2011-10-30 09:48:21

Elezioni in Kirghizistan, un Paese non ricco ma in posizione strategica


Si svolgono oggi nella repubblica centroasiatica del Kirghizistan le elezioni presidenziali. Le consultazioni arrivano a poco più di anno dall’allontanamento al potere dell’ex-presidente Bakiev, al quale erano seguiti mesi di scontri di matrice etnica tra la maggioranza kirghisa e la minoranza uzbeka nel Paese. Sul contesto politico e sulle conseguenze del voto Michele Raviart ha intervistato Fulvio Scaglione, vice-direttore di Famiglia Cristiana ed esperto di politica internazionale.RealAudioMP3

R. – Intanto la caratteristica più evidente di queste elezioni presidenziali in Kirghizistan è l’estrema frammentazione del quadro. Questa frammentazione non è senza radici e deriva dal fatto che il Kirghizistan è stato scombussolato per due volte nel giro di pochi anni: per la prima volta nel 2005 quando il presidente Akaiev è stato sostituito dall’altro presidente Bakiev e poi nel 2010 quando Bakiev ha fatto la stessa fine di Akaiev ed è stato sostituito da una presidentessa, Rosa Otunbaieva.

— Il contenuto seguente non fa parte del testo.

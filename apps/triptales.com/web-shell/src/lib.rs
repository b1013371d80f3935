#[cfg(target_arch = "wasm32")]
mod wasm_constants;

#[cfg(target_arch = "wasm32")]
mod wasm {
    use std::cell::RefCell;
    use std::rc::Rc;
    use std::time::Duration;

    use async_trait::async_trait;
    use gloo_net::http::Request;
    use gloo_timers::future::sleep;
    use triptales_app_state::{ModalState, Redirect};
    use triptales_client_core::{
        ApiClient, ClientConfig, HttpMethod, HttpRequest, HttpResponse, HttpTransport,
        KeyValueStore, StorageError, TransportError,
    };
    use wasm_bindgen::JsCast;
    use wasm_bindgen::prelude::*;
    use wasm_bindgen_futures::spawn_local;
    use web_sys::{Document, Element};

    use crate::wasm_constants::*;

    mod admin;
    mod auth;
    mod chrome;
    mod dom;
    mod explore;
    mod network;
    mod storage;

    use dom::*;
    use network::GlooTransport;
    use storage::LocalStorageStore;

    type WebApi = ApiClient<GlooTransport, LocalStorageStore>;

    thread_local! {
        static EVENT_HANDLERS: RefCell<Vec<Closure<dyn FnMut(web_sys::Event)>>> = const { RefCell::new(Vec::new()) };
    }

    #[wasm_bindgen(start)]
    pub fn start() {
        console_error_panic_hook::set_once();
        if let Err(error) = boot() {
            web_sys::console::error_1(&JsValue::from_str(&format!(
                "TripTales failed to start: {error}"
            )));
        }
    }

    /// Wires every feature whose anchor element exists on the current page.
    fn boot() -> Result<(), String> {
        let (config, source) = ClientConfig::from_build_env().map_err(|error| error.to_string())?;
        web_sys::console::debug_1(&JsValue::from_str(&format!(
            "TripTales api base {} ({source})",
            config.base_url
        )));
        let document = document()?;
        let api = Rc::new(ApiClient::new(config, GlooTransport, LocalStorageStore));

        chrome::init_nav(&document);
        chrome::init_reveal(&document);
        chrome::init_theme_toggle(&document, &api);
        chrome::init_session_nav(&document, &api)?;
        let explore = explore::init(&document, &api);
        chrome::init_detail_modal(&document, explore);
        auth::init(&document, &api);
        admin::init(&document, &api);
        Ok(())
    }
}
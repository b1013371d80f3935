use serde_json::Value;

pub const FALLBACK_ERROR_MESSAGE: &str = "Request failed";

/// The one error surfaced to users: a display message plus the HTTP status
/// when the server answered at all.
#[derive(Debug, Clone, PartialEq, Eq, thiserror::Error)]
#[error("{message}")]
pub struct RequestError {
    pub message: String,
    pub status: Option<u16>,
}

impl RequestError {
    pub fn new(message: impl Into<String>) -> Self {
        Self {
            message: message.into(),
            status: None,
        }
    }

    #[must_use]
    pub fn fallback() -> Self {
        Self::new(FALLBACK_ERROR_MESSAGE)
    }

    #[must_use]
    pub fn with_status(mut self, status: u16) -> Self {
        self.status = Some(status);
        self
    }

    /// Builds the error for a non-2xx response from its (optional) JSON body.
    #[must_use]
    pub fn from_response(status: u16, body: Option<&Value>) -> Self {
        let message = body
            .and_then(detail_message)
            .unwrap_or_else(|| FALLBACK_ERROR_MESSAGE.to_string());
        Self::new(message).with_status(status)
    }

    #[must_use]
    pub fn is_unauthorized(&self) -> bool {
        self.status == Some(401)
    }
}

/// Extracts the server-provided `detail` message.
///
/// Plain string details are used as-is. Validation failures carry a list of
/// `{ "msg": ... }` objects; their messages are joined with `"; "`.
#[must_use]
pub fn detail_message(body: &Value) -> Option<String> {
    match body.get("detail")? {
        Value::String(detail) => non_empty(detail),
        Value::Array(entries) => {
            let messages = entries
                .iter()
                .filter_map(|entry| entry.get("msg").and_then(Value::as_str))
                .filter_map(non_empty)
                .collect::<Vec<_>>();
            if messages.is_empty() {
                None
            } else {
                Some(messages.join("; "))
            }
        }
        _ => None,
    }
}

fn non_empty(value: &str) -> Option<String> {
    let trimmed = value.trim();
    if trimmed.is_empty() {
        None
    } else {
        Some(trimmed.to_string())
    }
}
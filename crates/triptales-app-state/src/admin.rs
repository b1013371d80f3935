use std::cell::RefCell;

use triptales_client_core::models::{
    Itinerary, ItineraryInput, ItineraryQuery, ItineraryStatus, UserProfile,
};
use triptales_client_core::{ApiClient, HttpTransport, KeyValueStore, RequestError};

use crate::{ADMIN_FAILURE_REDIRECT_DELAY, LOGIN_PAGE, Redirect, storage_failure};

pub const SUBMITTING_MESSAGE: &str = "Submitting itinerary...";
pub const SUBMITTED_MESSAGE: &str = "Submitted. Waiting for admin review.";
pub const UPDATED_MESSAGE: &str = "Updated.";
pub const DELETED_MESSAGE: &str = "Deleted.";
pub const NOT_FOUND_MESSAGE: &str = "Itinerary not found";
pub const DELETE_CONFIRM_PROMPT: &str = "Delete this itinerary?";
pub const EDIT_TITLE_PROMPT: &str = "New title:";

#[must_use]
pub fn signed_in_message(user: &UserProfile) -> String {
    format!("Signed in as {} ({})", user.name, user.role)
}

#[must_use]
pub fn marked_message(status: ItineraryStatus) -> String {
    format!("Marked as {status}.")
}

#[derive(Debug, Clone, PartialEq, Eq)]
pub enum AdminEffect {
    ResetItineraryForm,
}

/// Dashboard state: the signed-in user, their own submissions and, for
/// admins, the pending review queue.
#[derive(Debug, Default)]
pub struct AdminController {
    user: Option<UserProfile>,
    session_info: String,
    message: String,
    own: Vec<Itinerary>,
    review: Vec<Itinerary>,
    own_loaded: bool,
    review_loaded: bool,
    review_visible: bool,
}

impl AdminController {
    #[must_use]
    pub fn new() -> Self {
        Self::default()
    }

    #[must_use]
    pub fn user(&self) -> Option<&UserProfile> {
        self.user.as_ref()
    }

    #[must_use]
    pub fn session_info(&self) -> &str {
        &self.session_info
    }

    #[must_use]
    pub fn message(&self) -> &str {
        &self.message
    }

    #[must_use]
    pub fn own_itineraries(&self) -> &[Itinerary] {
        &self.own
    }

    #[must_use]
    pub fn review_queue(&self) -> &[Itinerary] {
        &self.review
    }

    /// False until the first own-list response arrives; the table keeps its
    /// initial markup until then.
    #[must_use]
    pub fn has_loaded_own(&self) -> bool {
        self.own_loaded
    }

    #[must_use]
    pub fn has_loaded_review(&self) -> bool {
        self.review_loaded
    }

    #[must_use]
    pub fn is_review_visible(&self) -> bool {
        self.review_visible
    }

    pub fn set_message(&mut self, message: impl Into<String>) {
        self.message = message.into();
    }

    fn signed_in(&mut self, user: UserProfile) {
        self.session_info = signed_in_message(&user);
        self.user = Some(user);
    }
}

async fn load_own<T, S>(
    cell: &RefCell<AdminController>,
    api: &ApiClient<T, S>,
    repaint: &dyn Fn(),
) -> Result<(), RequestError>
where
    T: HttpTransport,
    S: KeyValueStore,
{
    let items = api.list_itineraries(&ItineraryQuery::mine()).await?;
    {
        let mut admin = cell.borrow_mut();
        admin.own = items;
        admin.own_loaded = true;
    }
    repaint();
    Ok(())
}

async fn load_review<T, S>(
    cell: &RefCell<AdminController>,
    api: &ApiClient<T, S>,
    repaint: &dyn Fn(),
) -> Result<(), RequestError>
where
    T: HttpTransport,
    S: KeyValueStore,
{
    let items = api
        .list_itineraries(&ItineraryQuery::with_status(ItineraryStatus::Pending))
        .await?;
    {
        let mut admin = cell.borrow_mut();
        admin.review = items;
        admin.review_loaded = true;
    }
    repaint();
    Ok(())
}

fn announce(cell: &RefCell<AdminController>, message: impl Into<String>, repaint: &dyn Fn()) {
    cell.borrow_mut().set_message(message);
    repaint();
}

async fn boot<T, S>(
    cell: &RefCell<AdminController>,
    api: &ApiClient<T, S>,
    repaint: &dyn Fn(),
) -> Result<(), RequestError>
where
    T: HttpTransport,
    S: KeyValueStore,
{
    let me = api.me().await?;
    api.session().set_user(&me).map_err(storage_failure)?;
    let is_admin = me.is_admin();
    cell.borrow_mut().signed_in(me);
    repaint();
    load_own(cell, api, repaint).await?;
    if is_admin {
        cell.borrow_mut().review_visible = true;
        load_review(cell, api, repaint).await?;
    }
    Ok(())
}

/// Verifies the stored session and fills the dashboard. Returns where to go
/// instead when there is no usable session.
pub async fn run_boot<T, S>(
    cell: &RefCell<AdminController>,
    api: &ApiClient<T, S>,
    repaint: &dyn Fn(),
) -> Option<Redirect>
where
    T: HttpTransport,
    S: KeyValueStore,
{
    if !api.session().has_session() {
        return Some(Redirect::now(LOGIN_PAGE));
    }
    match boot(cell, api, repaint).await {
        Ok(()) => None,
        Err(error) => {
            if error.is_unauthorized() {
                tracing::info!("dashboard session rejected; signing out");
            } else {
                tracing::warn!(status = ?error.status, message = %error.message, "dashboard boot failed; signing out");
            }
            api.session().clear();
            announce(cell, error.message, repaint);
            Some(Redirect::after(LOGIN_PAGE, ADMIN_FAILURE_REDIRECT_DELAY))
        }
    }
}

async fn create<T, S>(
    cell: &RefCell<AdminController>,
    api: &ApiClient<T, S>,
    input: &ItineraryInput,
    effects: &mut Vec<AdminEffect>,
    repaint: &dyn Fn(),
) -> Result<(), RequestError>
where
    T: HttpTransport,
    S: KeyValueStore,
{
    api.create_itinerary(input).await?;
    effects.push(AdminEffect::ResetItineraryForm);
    announce(cell, SUBMITTED_MESSAGE, repaint);
    load_own(cell, api, repaint).await?;
    if api.session().user().is_some_and(|user| user.is_admin()) {
        load_review(cell, api, repaint).await?;
    }
    Ok(())
}

pub async fn run_create<T, S>(
    cell: &RefCell<AdminController>,
    api: &ApiClient<T, S>,
    input: ItineraryInput,
    repaint: &dyn Fn(),
) -> Vec<AdminEffect>
where
    T: HttpTransport,
    S: KeyValueStore,
{
    announce(cell, SUBMITTING_MESSAGE, repaint);
    let mut effects = Vec::new();
    if let Err(error) = create(cell, api, &input.trimmed(), &mut effects, repaint).await {
        announce(cell, error.message, repaint);
    }
    effects
}

async fn edit<T, S>(
    cell: &RefCell<AdminController>,
    api: &ApiClient<T, S>,
    id: i64,
    title: &str,
    repaint: &dyn Fn(),
) -> Result<(), RequestError>
where
    T: HttpTransport,
    S: KeyValueStore,
{
    let mine = api.list_itineraries(&ItineraryQuery::mine()).await?;
    let item = mine
        .iter()
        .find(|item| item.id == id)
        .ok_or_else(|| RequestError::new(NOT_FOUND_MESSAGE))?;
    api.update_itinerary(&item.with_title(title)).await?;
    announce(cell, UPDATED_MESSAGE, repaint);
    load_own(cell, api, repaint).await
}

/// Renames an itinerary. A dismissed or empty prompt does nothing.
pub async fn run_edit<T, S>(
    cell: &RefCell<AdminController>,
    api: &ApiClient<T, S>,
    id: i64,
    title: Option<&str>,
    repaint: &dyn Fn(),
) where
    T: HttpTransport,
    S: KeyValueStore,
{
    let Some(title) = title.filter(|title| !title.is_empty()) else {
        return;
    };
    if let Err(error) = edit(cell, api, id, title, repaint).await {
        announce(cell, error.message, repaint);
    }
}

async fn delete<T, S>(
    cell: &RefCell<AdminController>,
    api: &ApiClient<T, S>,
    id: i64,
    repaint: &dyn Fn(),
) -> Result<(), RequestError>
where
    T: HttpTransport,
    S: KeyValueStore,
{
    api.delete_itinerary(id).await?;
    announce(cell, DELETED_MESSAGE, repaint);
    load_own(cell, api, repaint).await
}

/// Deletes an itinerary once the user has confirmed.
pub async fn run_delete<T, S>(
    cell: &RefCell<AdminController>,
    api: &ApiClient<T, S>,
    id: i64,
    confirmed: bool,
    repaint: &dyn Fn(),
) where
    T: HttpTransport,
    S: KeyValueStore,
{
    if !confirmed {
        return;
    }
    if let Err(error) = delete(cell, api, id, repaint).await {
        announce(cell, error.message, repaint);
    }
}

async fn review<T, S>(
    cell: &RefCell<AdminController>,
    api: &ApiClient<T, S>,
    id: i64,
    status: ItineraryStatus,
    repaint: &dyn Fn(),
) -> Result<(), RequestError>
where
    T: HttpTransport,
    S: KeyValueStore,
{
    api.set_itinerary_status(id, status).await?;
    announce(cell, marked_message(status), repaint);
    load_review(cell, api, repaint).await?;
    load_own(cell, api, repaint).await
}

/// Approves or rejects a pending submission, then refreshes both tables.
pub async fn run_review<T, S>(
    cell: &RefCell<AdminController>,
    api: &ApiClient<T, S>,
    id: i64,
    status: ItineraryStatus,
    repaint: &dyn Fn(),
) where
    T: HttpTransport,
    S: KeyValueStore,
{
    if let Err(error) = review(cell, api, id, status, repaint).await {
        announce(cell, error.message, repaint);
    }
}
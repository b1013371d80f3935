use std::time::Duration;

use crate::SEARCH_DEBOUNCE_DELAY;

#[derive(Debug, Clone, Copy, PartialEq, Eq)]
pub struct DebounceToken(u64);

/// Trailing-edge debouncer. Every `schedule` supersedes the tokens handed out
/// before it; the caller sleeps for `delay()` and fires only if its token is
/// still current.
#[derive(Debug, Clone)]
pub struct Debouncer {
    generation: u64,
    delay: Duration,
}

impl Default for Debouncer {
    fn default() -> Self {
        Self::new(SEARCH_DEBOUNCE_DELAY)
    }
}

impl Debouncer {
    #[must_use]
    pub fn new(delay: Duration) -> Self {
        Self {
            generation: 0,
            delay,
        }
    }

    #[must_use]
    pub fn delay(&self) -> Duration {
        self.delay
    }

    pub fn schedule(&mut self) -> DebounceToken {
        self.generation = self.generation.wrapping_add(1);
        DebounceToken(self.generation)
    }

    #[must_use]
    pub fn is_current(&self, token: DebounceToken) -> bool {
        token.0 == self.generation
    }
}
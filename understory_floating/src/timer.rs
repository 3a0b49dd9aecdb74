// Copyright 2025 the Understory Authors
// SPDX-License-Identifier: Apache-2.0 OR MIT

//! Host-agnostic timer queue.
//!
//! The queue never reads a clock. Callers pass timestamps in milliseconds
//! from whatever time source their runtime has, arm a single platform timer
//! for [`TimerQueue::next_deadline`], and drain due entries with
//! [`TimerQueue::pop_due`] when it fires.
//!
//! ```
//! use understory_floating::timer::TimerQueue;
//!
//! let mut timers = TimerQueue::new();
//! let a = timers.schedule(100, "show");
//! let _b = timers.schedule(50, "hide");
//! assert_eq!(timers.next_deadline(), Some(50));
//!
//! assert!(timers.cancel(a));
//! assert_eq!(timers.pop_due(200).map(|(_, v)| v), Some("hide"));
//! assert_eq!(timers.pop_due(200), None);
//! ```

use alloc::collections::BTreeMap;

use hashbrown::HashMap;

/// Handle to a scheduled timer, used for cancellation.
#[derive(Copy, Clone, Debug, PartialEq, Eq, Hash, PartialOrd, Ord)]
pub struct TimerId(u64);

/// Deadline-ordered queue of pending timers carrying a payload `T`.
///
/// Timers with equal deadlines fire in scheduling order.
#[derive(Clone, Debug)]
pub struct TimerQueue<T> {
    next_id: u64,
    by_deadline: BTreeMap<(u64, TimerId), T>,
    deadlines: HashMap<TimerId, u64>,
}

impl<T> Default for TimerQueue<T> {
    fn default() -> Self {
        Self {
            next_id: 0,
            by_deadline: BTreeMap::new(),
            deadlines: HashMap::new(),
        }
    }
}

impl<T> TimerQueue<T> {
    /// Creates an empty queue.
    #[must_use]
    pub fn new() -> Self {
        Self::default()
    }

    /// Schedules `payload` to fire at `deadline_ms`.
    pub fn schedule(&mut self, deadline_ms: u64, payload: T) -> TimerId {
        let id = TimerId(self.next_id);
        self.next_id += 1;
        self.by_deadline.insert((deadline_ms, id), payload);
        self.deadlines.insert(id, deadline_ms);
        id
    }

    /// Cancels a pending timer. Returns `false` if it already fired or was
    /// cancelled.
    pub fn cancel(&mut self, id: TimerId) -> bool {
        match self.deadlines.remove(&id) {
            Some(deadline) => self.by_deadline.remove(&(deadline, id)).is_some(),
            None => false,
        }
    }

    /// Returns `true` while `id` is still pending.
    #[must_use]
    pub fn is_pending(&self, id: TimerId) -> bool {
        self.deadlines.contains_key(&id)
    }

    /// Earliest pending deadline, if any.
    #[must_use]
    pub fn next_deadline(&self) -> Option<u64> {
        self.by_deadline.keys().next().map(|&(deadline, _)| deadline)
    }

    /// Removes and returns the earliest timer due at or before `now_ms`.
    pub fn pop_due(&mut self, now_ms: u64) -> Option<(TimerId, T)> {
        let &(deadline, id) = self.by_deadline.keys().next()?;
        if deadline > now_ms {
            return None;
        }
        self.deadlines.remove(&id);
        self.by_deadline.remove(&(deadline, id)).map(|payload| (id, payload))
    }

    /// Drops every pending timer.
    pub fn clear(&mut self) {
        self.by_deadline.clear();
        self.deadlines.clear();
    }

    /// Number of pending timers.
    #[must_use]
    pub fn len(&self) -> usize {
        self.deadlines.len()
    }

    /// Returns `true` when nothing is pending.
    #[must_use]
    pub fn is_empty(&self) -> bool {
        self.deadlines.is_empty()
    }
}

#[cfg(test)]
mod tests {
    use super::*;

    #[test]
    fn fires_in_deadline_order() {
        let mut q = TimerQueue::new();
        q.schedule(30, 'c');
        q.schedule(10, 'a');
        q.schedule(20, 'b');
        let fired: alloc::vec::Vec<char> =
            core::iter::from_fn(|| q.pop_due(100).map(|(_, v)| v)).collect();
        assert_eq!(fired, ['a', 'b', 'c']);
        assert!(q.is_empty());
    }

    #[test]
    fn equal_deadlines_fire_in_schedule_order() {
        let mut q = TimerQueue::new();
        q.schedule(10, 1);
        q.schedule(10, 2);
        assert_eq!(q.pop_due(10).map(|(_, v)| v), Some(1));
        assert_eq!(q.pop_due(10).map(|(_, v)| v), Some(2));
    }

    #[test]
    fn nothing_fires_before_deadline() {
        let mut q = TimerQueue::new();
        q.schedule(10, ());
        assert_eq!(q.pop_due(9), None);
        assert_eq!(q.len(), 1);
        assert!(q.pop_due(10).is_some());
    }

    #[test]
    fn cancel_is_idempotent() {
        let mut q = TimerQueue::new();
        let id = q.schedule(10, ());
        assert!(q.is_pending(id));
        assert!(q.cancel(id));
        assert!(!q.cancel(id));
        assert!(!q.is_pending(id));
        assert_eq!(q.next_deadline(), None);
    }

    #[test]
    fn fired_timer_cannot_be_cancelled() {
        let mut q = TimerQueue::new();
        let id = q.schedule(0, ());
        assert_eq!(q.pop_due(0).map(|(fired, _)| fired), Some(id));
        assert!(!q.cancel(id));
    }

    #[test]
    fn clear_drops_everything() {
        let mut q = TimerQueue::new();
        q.schedule(1, ());
        q.schedule(2, ());
        q.clear();
        assert!(q.is_empty());
        assert_eq!(q.pop_due(u64::MAX), None);
    }
}
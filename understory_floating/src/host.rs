// Copyright 2025 the Understory Authors
// SPDX-License-Identifier: Apache-2.0 OR MIT

//! Host seams: how the positioner reads layout from the embedding UI.
//!
//! The positioner never owns elements. Anchors and floating elements are
//! identified by application keys, and their geometry is looked up through
//! these traits every time a position is computed, so the result always
//! reflects the current layout.

use kurbo::{Rect, Size};

/// Layout queries shared by the tooltip manager and the portal tracker.
pub trait FloatingHost<K> {
    /// Current rectangle of `anchor` in viewport coordinates.
    ///
    /// Return `None` when the anchor has no layout (detached, not yet laid
    /// out); the positioner then skips the update.
    fn anchor_rect(&self, anchor: &K) -> Option<Rect>;

    /// Size of the viewport. Its origin is `(0, 0)`.
    fn viewport_size(&self) -> Size;
}

/// Host for [`TooltipManager`](crate::TooltipManager).
pub trait TooltipHost<K>: FloatingHost<K> {
    /// Lays out the shared tooltip surface with `content` while it is still
    /// invisible and returns its size, or `None` if it cannot be measured.
    fn measure_tooltip(&mut self, content: &str) -> Option<Size>;
}

/// Host for [`PortalTracker`](crate::PortalTracker).
pub trait PortalHost<K>: FloatingHost<K> {
    /// Current size of the floating element for `portal`.
    fn floating_size(&self, portal: &K) -> Option<Size>;
}
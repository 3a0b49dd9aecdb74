// Copyright 2025 the Understory Authors
// SPDX-License-Identifier: Apache-2.0 OR MIT

//! Candidate positions for each placement, relative to an anchor rectangle.

use kurbo::{Point, Rect, Size};

use crate::placement::{Alignment, Placement, Side};

/// Computes where a floating element of size `floating` goes when placed
/// against `anchor` with the given `placement` and gap `offset`.
///
/// The returned point is the floating element's top-left corner in the same
/// coordinate space as `anchor`. No viewport is consulted; see
/// [`compute_position`](crate::compute_position) for the full pipeline.
///
/// [`Placement::Auto`] is treated as [`Placement::Bottom`].
///
/// ```
/// use kurbo::{Point, Rect, Size};
/// use understory_floating::{Placement, candidate_origin};
///
/// let anchor = Rect::new(100.0, 100.0, 200.0, 130.0);
/// let tip = Size::new(60.0, 20.0);
///
/// // Centered above, 8px gap.
/// let p = candidate_origin(anchor, tip, 8.0, Placement::Top);
/// assert_eq!(p, Point::new(120.0, 72.0));
///
/// // Below, pinned to the anchor's right edge.
/// let p = candidate_origin(anchor, tip, 8.0, Placement::BottomEnd);
/// assert_eq!(p, Point::new(140.0, 138.0));
/// ```
#[must_use]
pub fn candidate_origin(anchor: Rect, floating: Size, offset: f64, placement: Placement) -> Point {
    let side = placement.side().unwrap_or(Side::Bottom);
    let alignment = placement.alignment();
    match side {
        Side::Top => Point::new(
            cross_x(anchor, floating, alignment),
            anchor.y0 - floating.height - offset,
        ),
        Side::Bottom => Point::new(cross_x(anchor, floating, alignment), anchor.y1 + offset),
        Side::Left => Point::new(
            anchor.x0 - floating.width - offset,
            cross_y(anchor, floating, alignment),
        ),
        Side::Right => Point::new(anchor.x1 + offset, cross_y(anchor, floating, alignment)),
    }
}

fn cross_x(anchor: Rect, floating: Size, alignment: Alignment) -> f64 {
    match alignment {
        Alignment::Center => anchor.x0 + (anchor.width() - floating.width) / 2.0,
        Alignment::Start => anchor.x0,
        Alignment::End => anchor.x1 - floating.width,
    }
}

fn cross_y(anchor: Rect, floating: Size, alignment: Alignment) -> f64 {
    match alignment {
        Alignment::Center => anchor.y0 + (anchor.height() - floating.height) / 2.0,
        Alignment::Start => anchor.y0,
        Alignment::End => anchor.y1 - floating.height,
    }
}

D. - Quali sono i candidati favoriti per questa elezione e quali sono i loro programmi?

R. – Sono iscritti 83 candidati, anche se poi tutto verrà ridotto probabilmente ad una gara contro il premier Atambaiev. Sostanzialmente la questione è di vedere con quanto consenso vincerà Atambaiev piuttosto che discutere se vincerà o no. I programmi politici da queste parti sono grandi ipotesi generaliste. La vera questione sarà se spostare il Paese più verso l’influenza americana - con tutti i riflessi che questo può avere sull’Afghanistan, perché il Kirghizistan è la retrovia americana alle operazioni in Afghanistan - o se spostare l’influenza verso la Russia.

D. - Cosa ha da offrire il Kirghizistan alle grandi potenze internazionali?

R. – L’unico bene che può in qualche modo mettere sul mercato il Kirghizistan è la sua posizione strategica. Gli Stati Uniti hanno una base militare a Manas, la Russia anche e ha in progetto di costruirne un’altra. Il Kirghizistan, che non ha risorse naturali, ondeggia tra l’uno e l’altro interlocutore andando a caccia di dollari, di favori; i dollari sono degli americani e i favori sono quelli russi, che adesso per recuperare il Kirghizistan nella propria orbita promettono di inserirlo in un’unione doganale molto favorevole.

D. - Queste elezioni potranno ricomporre le varie tensioni che si sono verificate lo scorso anno tra le varie etnie?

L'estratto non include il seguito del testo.